For many people who live on Lamu Island, getting sick comes with a myriad questions: which hospital will I go to? How will I get there? Will I even survive the journey? 

For expectant women or the critically ill, the line between death and survival is drawn on the choppy waters of the Indian Ocean.

The launch of a boat ambulance however, is considered a reprieve here; a small yet important step towards improving the health outcomes of a community that has long been left to the vagaries of the beautiful archipelago they call home.

Ordinarily, patients would take longer on water before reaching King Fahd Referral Hospital for specialised care. However, this is set to change with the commissioning of an additional boat ambulance that will serve the vast county’s several Islands.

For instance, a journey from Faza Island to King Fahd would take one up  to three hours on water or even more depending on the tides, but with the new ambulance the time travel will be reduced to approximately 30 minutes.

“The county has logistical challenges, accessing the islands can also be challenging depending on the tides, this boat will make our lives a bit better,” said Lamu Governor Fahim Twaha.

Twaha, who commissioned the boat said it would operate on ‘a 24/7’ basis and “residents will not be required to pay for the services.”

 Lamu Governor Fahim Twaha (C) commissioned the boat. [Courtesy]

The boat ambulance that costs Sh9.5 million, is fully fitted with equipment to cater for medical emergencies and transfer services of patients to the referral hospital. It will link patients from Faza, Mpeketoni sub-county hospitals, Kiwayu and Kizingitini dispensaries to King Fahd hospital.

King Fahd, receives patients with all medical conditions including emergency cases. Before the upgrade of Faza and Mpeketoni hospitals, the referral hospital would receive between four and five patients per day. “Most of the patients we receive are from Lamu east, they come in with stab wounds,” says the hospital’s nurse, Esther Osewe.

The nurse who also operates in the boat ambulance said that most referrals would come from Mpeketoni sub-County hospital that is currently grappling with a broken-down X-ray machine. “Most patients who are referred from Mpeketoni come in for services like CT scan and ultrasound,” said Osewe.

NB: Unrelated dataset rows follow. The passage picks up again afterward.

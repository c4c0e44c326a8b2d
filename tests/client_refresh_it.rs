#![cfg(feature = "reqwest")]

// crates.io
use httpmock::prelude::*;
// self
use chainsync_client::{
	_preludet::*,
	auth::CredentialPair,
	config::ClientConfig,
	store::{CredentialStore, MemoryStore, StoreKey},
};

async fn seed_pair(store: &MemoryStore, access: &str, refresh: &str) {
	store
		.save_credentials(CredentialPair::new(access, refresh))
		.await
		.expect("Failed to seed credential pair into the store.");
}

#[tokio::test]
async fn stored_access_token_is_sent_as_bearer() {
	let server = MockServer::start_async().await;
	let (client, store) = build_reqwest_test_client(test_config(&server.base_url()));

	seed_pair(&store, "access-live", "refresh-live").await;

	let mock = server
		.mock_async(|when, then| {
			when.method(GET).path("/api/orders/cart/").header("authorization", "Bearer access-live");
			then.status(200)
				.header("content-type", "application/json")
				.body("{\"id\":1,\"items\":[],\"total_items\":0,\"total_amount\":\"0.00\"}");
		})
		.await;
	let cart = client.cart().await.expect("Authenticated cart request should succeed.");

	mock.assert_async().await;

	assert_eq!(cart.total_items, 0);
}

#[tokio::test]
async fn unauthorized_triggers_one_refresh_and_one_retry() {
	let server = MockServer::start_async().await;
	let (client, store) = build_reqwest_test_client(test_config(&server.base_url()));

	seed_pair(&store, "access-old", "refresh-old").await;

	let expired = server
		.mock_async(|when, then| {
			when.method(GET).path("/api/orders/").header("authorization", "Bearer access-old");
			then.status(401)
				.header("content-type", "application/json")
				.body("{\"detail\":\"Given token not valid for any token type\"}");
		})
		.await;
	let refresh = server
		.mock_async(|when, then| {
			when.method(POST)
				.path("/api/auth/token/refresh/")
				.json_body(json!({ "refresh": "refresh-old" }));
			then.status(200)
				.header("content-type", "application/json")
				.body("{\"access\":\"access-new\",\"refresh\":\"refresh-new\"}");
		})
		.await;
	let retried = server
		.mock_async(|when, then| {
			when.method(GET).path("/api/orders/").header("authorization", "Bearer access-new");
			then.status(200).header("content-type", "application/json").body("[]");
		})
		.await;
	let orders = client.orders(None).await.expect("Request should succeed after a refresh.");

	assert!(orders.is_empty());

	expired.assert_calls_async(1).await;
	refresh.assert_calls_async(1).await;
	retried.assert_calls_async(1).await;

	assert_eq!(store.peek(StoreKey::AccessToken).as_deref(), Some("access-new"));
	assert_eq!(store.peek(StoreKey::RefreshToken).as_deref(), Some("refresh-new"));
	assert_eq!(client.refresh_metrics.attempts(), 1);
	assert_eq!(client.refresh_metrics.successes(), 1);
}

#[tokio::test]
async fn refresh_without_rotation_keeps_refresh_token() {
	let server = MockServer::start_async().await;
	let (client, store) = build_reqwest_test_client(test_config(&server.base_url()));

	seed_pair(&store, "access-old", "refresh-keep").await;

	server
		.mock_async(|when, then| {
			when.method(GET).path("/api/sales/daily/").header("authorization", "Bearer access-old");
			then.status(401).body("");
		})
		.await;
	server
		.mock_async(|when, then| {
			when.method(POST).path("/api/auth/token/refresh/");
			then.status(200).header("content-type", "application/json").body("{\"access\":\"access-2\"}");
		})
		.await;
	server
		.mock_async(|when, then| {
			when.method(GET).path("/api/sales/daily/").header("authorization", "Bearer access-2");
			then.status(200).header("content-type", "application/json").body("{\"total\":0}");
		})
		.await;

	client.daily_sales().await.expect("Request should succeed after a refresh.");

	assert_eq!(store.peek(StoreKey::AccessToken).as_deref(), Some("access-2"));
	assert_eq!(store.peek(StoreKey::RefreshToken).as_deref(), Some("refresh-keep"));
}

#[tokio::test]
async fn rejected_refresh_clears_credentials() {
	let server = MockServer::start_async().await;
	let (client, store) = build_reqwest_test_client(test_config(&server.base_url()));

	seed_pair(&store, "access-old", "refresh-revoked").await;
	store
		.save_identity(chainsync_client::auth::SessionIdentity::new(
			chainsync_client::auth::UserType::Retailer,
			"shop@example.com",
		))
		.await
		.expect("Failed to seed identity into the store.");

	server
		.mock_async(|when, then| {
			when.method(GET).path("/api/finance/loan/suggestion/");
			then.status(401).body("{\"detail\":\"Token is invalid or expired\"}");
		})
		.await;

	let refresh = server
		.mock_async(|when, then| {
			when.method(POST).path("/api/auth/token/refresh/");
			then.status(401)
				.header("content-type", "application/json")
				.body("{\"detail\":\"Token is blacklisted\",\"code\":\"token_not_valid\"}");
		})
		.await;
	let err = client.loan_suggestion().await.expect_err("Request should fail once refresh fails.");

	refresh.assert_calls_async(1).await;

	assert!(matches!(err, Error::AuthenticationExpired { .. }));
	assert!(err.requires_reauthentication());
	assert!(store.is_empty());
	assert!(!client.is_authenticated().await.expect("Authentication lookup should succeed."));
	assert_eq!(client.refresh_metrics.failures(), 1);
}

#[tokio::test]
async fn refresh_timeout_clears_credentials() {
	let server = MockServer::start_async().await;
	let config = ClientConfig::builder(server.base_url())
		.timeout(std::time::Duration::from_millis(200))
		.build()
		.expect("Short-timeout config should build.");
	let (client, store) = build_reqwest_test_client(config);

	seed_pair(&store, "access-old", "refresh-1").await;

	server
		.mock_async(|when, then| {
			when.method(GET).path("/api/sales/daily/");
			then.status(401).body("{\"detail\":\"Token expired\"}");
		})
		.await;

	server
		.mock_async(|when, then| {
			when.method(POST).path("/api/auth/token/refresh/");
			then.status(200)
				.delay(std::time::Duration::from_secs(2))
				.body("{\"access\":\"too-late\"}");
		})
		.await;

	let err = client.daily_sales().await.expect_err("Request should fail once refresh times out.");

	assert!(matches!(err, Error::AuthenticationExpired { .. }));
	assert!(store.is_empty());
	assert_eq!(client.refresh_metrics.failures(), 1);
}

#[tokio::test]
async fn missing_refresh_token_fails_without_calling_refresh() {
	let server = MockServer::start_async().await;
	let (client, store) = build_reqwest_test_client(test_config(&server.base_url()));

	server
		.mock_async(|when, then| {
			when.method(GET).path("/api/inventory/low-stock/");
			then.status(401).body("{\"detail\":\"Authentication credentials were not provided.\"}");
		})
		.await;

	let refresh = server
		.mock_async(|when, then| {
			when.method(POST).path("/api/auth/token/refresh/");
			then.status(200).body("{\"access\":\"never\"}");
		})
		.await;
	let err = client.low_stock().await.expect_err("Anonymous request should fail on 401.");

	refresh.assert_calls_async(0).await;

	assert!(matches!(err, Error::AuthenticationExpired { .. }));
	assert!(store.is_empty());
}

#[tokio::test]
async fn second_unauthorized_does_not_refresh_again() {
	let server = MockServer::start_async().await;
	let (client, store) = build_reqwest_test_client(test_config(&server.base_url()));

	seed_pair(&store, "access-old", "refresh-old").await;

	let protected = server
		.mock_async(|when, then| {
			when.method(GET).path("/api/products/supplier/products/");
			then.status(401)
				.header("content-type", "application/json")
				.body("{\"detail\":\"You do not have permission.\"}");
		})
		.await;
	let refresh = server
		.mock_async(|when, then| {
			when.method(POST).path("/api/auth/token/refresh/");
			then.status(200)
				.header("content-type", "application/json")
				.body("{\"access\":\"access-new\",\"refresh\":\"refresh-new\"}");
		})
		.await;
	let err = client.supplier_products().await.expect_err("Second 401 should surface.");

	protected.assert_calls_async(2).await;
	refresh.assert_calls_async(1).await;

	match err {
		Error::Unauthorized { message } => assert_eq!(message, "You do not have permission."),
		other => panic!("Unexpected error: {other:?}"),
	}

	assert_eq!(store.peek(StoreKey::AccessToken).as_deref(), Some("access-new"));
}

#[tokio::test]
async fn concurrent_unauthorized_requests_share_one_refresh() {
	let server = MockServer::start_async().await;
	let (client, store) = build_reqwest_test_client(test_config(&server.base_url()));

	seed_pair(&store, "access-old", "refresh-old").await;

	server
		.mock_async(|when, then| {
			when.method(GET).path("/api/orders/cart/").header("authorization", "Bearer access-old");
			then.status(401).body("{\"detail\":\"Token expired\"}");
		})
		.await;
	server
		.mock_async(|when, then| {
			when.method(GET).path("/api/orders/cart/").header("authorization", "Bearer access-new");
			then.status(200)
				.header("content-type", "application/json")
				.body("{\"id\":9,\"items\":[],\"total_items\":3,\"total_amount\":\"42.00\"}");
		})
		.await;

	let refresh = server
		.mock_async(|when, then| {
			when.method(POST).path("/api/auth/token/refresh/");
			then.status(200)
				.header("content-type", "application/json")
				.delay(std::time::Duration::from_millis(100))
				.body("{\"access\":\"access-new\",\"refresh\":\"refresh-new\"}");
		})
		.await;
	let (first, second) = tokio::join!(client.cart(), client.cart_item_count());
	let first = first.expect("First concurrent request should succeed.");

	assert_eq!(first.total_items, 3);
	assert_eq!(second, 3);

	refresh.assert_calls_async(1).await;

	assert_eq!(client.refresh_metrics.attempts(), 1);
	assert_eq!(client.refresh_metrics.coalesced(), 1);
}
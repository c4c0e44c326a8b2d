//! Client configuration: backend base URL, request timeout, and environment overrides.

// std
use std::{env, time::Duration as StdDuration};
// self
use crate::{_prelude::*, error::ConfigError};

/// Base URL used when the app environment is `production`.
pub const PRODUCTION_BASE_URL: &str = "https://chainsync-backend-winter-sound-6706.fly.dev";
/// Base URL used for local development.
pub const DEVELOPMENT_BASE_URL: &str = "http://127.0.0.1:8000";
/// Default per-request timeout.
pub const DEFAULT_TIMEOUT: StdDuration = StdDuration::from_millis(30_000);

/// Environment variable holding an explicit base URL.
pub const ENV_BASE_URL: &str = "CHAINSYNC_API_BASE_URL";
/// Environment variable selecting the deployment (`production` or anything else).
pub const ENV_APP_ENV: &str = "CHAINSYNC_APP_ENV";
/// Environment variable overriding the timeout in milliseconds.
pub const ENV_TIMEOUT_MS: &str = "CHAINSYNC_API_TIMEOUT_MS";

/// Validated client configuration.
#[derive(Clone, Debug, PartialEq, Eq)]
pub struct ClientConfig {
	/// Backend base URL; endpoint paths are appended verbatim.
	pub base_url: Url,
	/// Deadline applied to every request.
	pub timeout: StdDuration,
	/// Optional `User-Agent` header value.
	pub user_agent: Option<String>,
}
impl ClientConfig {
	/// Creates a builder for the provided base URL.
	pub fn builder(base_url: impl Into<String>) -> ClientConfigBuilder {
		ClientConfigBuilder::new(base_url)
	}

	/// Resolves configuration from the process environment.
	pub fn from_env() -> Result<Self, ConfigError> {
		Self::from_lookup(|name| env::var(name).ok())
	}

	/// Resolves configuration through `lookup`, which maps variable names to values.
	///
	/// An explicit base URL wins; otherwise the app environment picks the production or
	/// development backend.
	pub fn from_lookup<F>(lookup: F) -> Result<Self, ConfigError>
	where
		F: Fn(&str) -> Option<String>,
	{
		let base_url = lookup(ENV_BASE_URL).filter(|value| !value.trim().is_empty()).unwrap_or_else(
			|| match lookup(ENV_APP_ENV).as_deref().map(str::trim) {
				Some("production") => PRODUCTION_BASE_URL.into(),
				_ => DEVELOPMENT_BASE_URL.into(),
			},
		);
		let mut builder = Self::builder(base_url);

		if let Some(raw) = lookup(ENV_TIMEOUT_MS).filter(|value| !value.trim().is_empty()) {
			let millis = raw
				.trim()
				.parse::<u64>()
				.map_err(|_| ConfigError::InvalidTimeout { value: raw.clone() })?;

			builder = builder.timeout(StdDuration::from_millis(millis));
		}

		builder.build()
	}

	/// Joins an endpoint path (and optional query pairs) onto the base URL.
	pub fn endpoint_url(&self, path: &str, query: &[(String, String)]) -> Result<Url, ConfigError> {
		let base = self.base_url.as_str().trim_end_matches('/');
		let joined = if path.starts_with('/') {
			format!("{base}{path}")
		} else {
			format!("{base}/{path}")
		};
		let mut url = Url::parse(&joined)
			.map_err(|source| ConfigError::InvalidPath { path: path.to_owned(), source })?;

		if !query.is_empty() {
			url.query_pairs_mut().extend_pairs(query.iter().map(|(k, v)| (k.as_str(), v.as_str())));
		}

		Ok(url)
	}
}

/// Builder for [`ClientConfig`] values.
#[derive(Clone, Debug)]
pub struct ClientConfigBuilder {
	/// Raw base URL, validated on build.
	pub base_url: String,
	/// Request timeout.
	pub timeout: StdDuration,
	/// Optional `User-Agent` header value.
	pub user_agent: Option<String>,
}
impl ClientConfigBuilder {
	/// Creates a new builder seeded with the provided base URL and the default timeout.
	pub fn new(base_url: impl Into<String>) -> Self {
		Self { base_url: base_url.into(), timeout: DEFAULT_TIMEOUT, user_agent: None }
	}

	/// Overrides the request timeout.
	pub fn timeout(mut self, timeout: StdDuration) -> Self {
		self.timeout = timeout;

		self
	}

	/// Sets the `User-Agent` header value.
	pub fn user_agent(mut self, user_agent: impl Into<String>) -> Self {
		self.user_agent = Some(user_agent.into());

		self
	}

	/// Consumes the builder and validates the resulting configuration.
	pub fn build(self) -> Result<ClientConfig, ConfigError> {
		let raw = self.base_url.trim().trim_end_matches('/');
		let base_url = Url::parse(raw)
			.map_err(|source| ConfigError::InvalidBaseUrl { url: self.base_url.clone(), source })?;

		if !matches!(base_url.scheme(), "http" | "https") {
			return Err(ConfigError::UnsupportedScheme { scheme: base_url.scheme().to_owned() });
		}
		if self.timeout.is_zero() {
			return Err(ConfigError::ZeroTimeout);
		}

		Ok(ClientConfig { base_url, timeout: self.timeout, user_agent: self.user_agent })
	}
}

Given its geographical nature, transport in Lamu remains a major challenge and when emergencies arise, patients are often left stranded as the normal boats are either not readily available or don’t work past a stipulated time. Logistic challenges have been a major cause of Lamu’s high maternal mortality rate. “We hope this launch will help save lives that would have otherwise been lost due to lack of or delayed transport,” said, Safaricom Foundation chair, Joe Ogutu.

The boat ambulance he said, can accommodate a maximum of two stretcher beds that can facilitate the transfer of patients.  Initially, the health workers aboard the old ambulance would be forced to improvise a bed in order to accommodate a patient.

Ogutu also added that their interventions in the county are aimed at reducing maternal mortality rate which stands at 676 deaths per 100,000 births compared to the national average. The foundation also hopes to eliminate infant mortality rate which stands at 4.81 deaths per 1,000 live births.